> Work request
Beginning with the first line of the entries below, quote each line until you reach and include the line with "look at values.".

────────────────────

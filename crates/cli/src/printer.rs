use std::io::Write;

use anyhow::{Context, Result};
use clap::ValueEnum;
use kectl_core::MediaType;
use kectl_encoding::{detect, Codec, StorageCodec};
use kectl_store::Record;
use tracing::warn;

#[derive(Copy, Clone, Debug, Eq, PartialEq, ValueEnum)]
pub enum Output {
    Json,
    Yaml,
    Key,
    None,
}

impl Output {
    /// Formats that never look at values.
    pub fn keys_only(self) -> bool {
        matches!(self, Output::Key | Output::None)
    }
}

pub struct Printer<W> {
    out: W,
    format: Output,
    codec: StorageCodec,
    printed: usize,
}

impl<W: Write> Printer<W> {
    pub fn new(out: W, format: Output) -> Self {
        Self { out, format, codec: StorageCodec, printed: 0 }
    }

    pub fn printed(&self) -> usize {
        self.printed
    }

    pub fn print(&mut self, record: &Record) -> Result<()> {
        self.printed += 1;
        let key = record.key_str();
        let media = match self.format {
            Output::None => return Ok(()),
            Output::Key => return writeln!(self.out, "{key}").context("writing output"),
            Output::Json => MediaType::Json,
            Output::Yaml => MediaType::Yaml,
        };

        // deletions carry the old object only
        let data = match (&record.value, &record.prev_value) {
            (v, _) if !v.is_empty() => v,
            (_, Some(prev)) => prev,
            _ => return writeln!(self.out, "{key}").context("writing output"),
        };
        let body = match self.codec.convert(detect(data), media, data) {
            Ok(body) => body,
            Err(err) if err.is_unsupported() => {
                warn!(%key, error = %err, "value not printable, showing key");
                return writeln!(self.out, "{key}").context("writing output");
            }
            Err(err) => return Err(err).with_context(|| format!("decoding {key}")),
        };

        if self.format == Output::Yaml && self.printed > 1 {
            self.out.write_all(b"---\n")?;
        }
        if self.format == Output::Json {
            let value: serde_json::Value = serde_json::from_slice(&body).with_context(|| format!("decoding {key}"))?;
            serde_json::to_writer_pretty(&mut self.out, &value)?;
            self.out.write_all(b"\n")?;
        } else {
            self.out.write_all(&body)?;
        }
        Ok(())
    }
}

#[cfg(test)]
mod tests {
    use super::*;
    use bytes::Bytes;

    fn pod(name: &str) -> Record {
        let json = format!(r#"{{"apiVersion":"v1","kind":"Pod","metadata":{{"name":"{name}"}}}}"#);
        let value = StorageCodec.convert(MediaType::Json, MediaType::StorageBinary, json.as_bytes()).unwrap();
        Record {
            key: Bytes::from(format!("/registry/pods/default/{name}")),
            value: Bytes::from(value),
            prev_value: None,
        }
    }

    fn render(format: Output, records: &[Record]) -> String {
        let mut p = Printer::new(Vec::new(), format);
        for r in records {
            p.print(r).unwrap();
        }
        String::from_utf8(p.out).unwrap()
    }

    #[test]
    fn key_and_none() {
        let records = [pod("a"), pod("b")];
        assert_eq!(render(Output::Key, &records), "/registry/pods/default/a\n/registry/pods/default/b\n");
        assert_eq!(render(Output::None, &records), "");
    }

    #[test]
    fn json_decodes_storage_values() {
        let out = render(Output::Json, &[pod("a")]);
        let v: serde_json::Value = serde_json::from_str(&out).unwrap();
        assert_eq!(v["metadata"]["name"], "a");
    }

    #[test]
    fn yaml_separates_documents() {
        let out = render(Output::Yaml, &[pod("a"), pod("b")]);
        assert_eq!(out.matches("---\n").count(), 1);
        assert!(out.contains("name: b"));
    }

    #[test]
    fn kinds_without_a_schema_print_the_key() {
        let env = kectl_encoding::Envelope {
            api_version: "rbac.authorization.k8s.io/v1".into(),
            kind: "Role".into(),
            raw: vec![0x0a, 0x00],
            content_type: String::new(),
        };
        let role = Record {
            key: Bytes::from_static(b"/registry/roles/default/r"),
            value: Bytes::from(env.encode()),
            prev_value: None,
        };
        assert_eq!(render(Output::Json, &[role]), "/registry/roles/default/r\n");
    }

    #[test]
    fn deletions_print_previous_value() {
        let mut deleted = pod("gone");
        deleted.prev_value = Some(deleted.value.clone());
        deleted.value = Bytes::new();
        let out = render(Output::Yaml, &[deleted]);
        assert!(out.contains("name: gone"));
    }
}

────────────────────

> Your solution
filename crates/cli/src/printer.rs
use std::io::Write;

use anyhow::{Context, Result};
use clap::ValueEnum;
use kectl_core::MediaType;
use kectl_encoding::{detect, Codec, StorageCodec};
use kectl_store::Record;
use tracing::warn;

#[derive(Copy, Clone, Debug, Eq, PartialEq, ValueEnum)]
pub enum Output {
    Json,
    Yaml,
    Key,
    None,
}

impl Output {
    /// Formats that never look at values.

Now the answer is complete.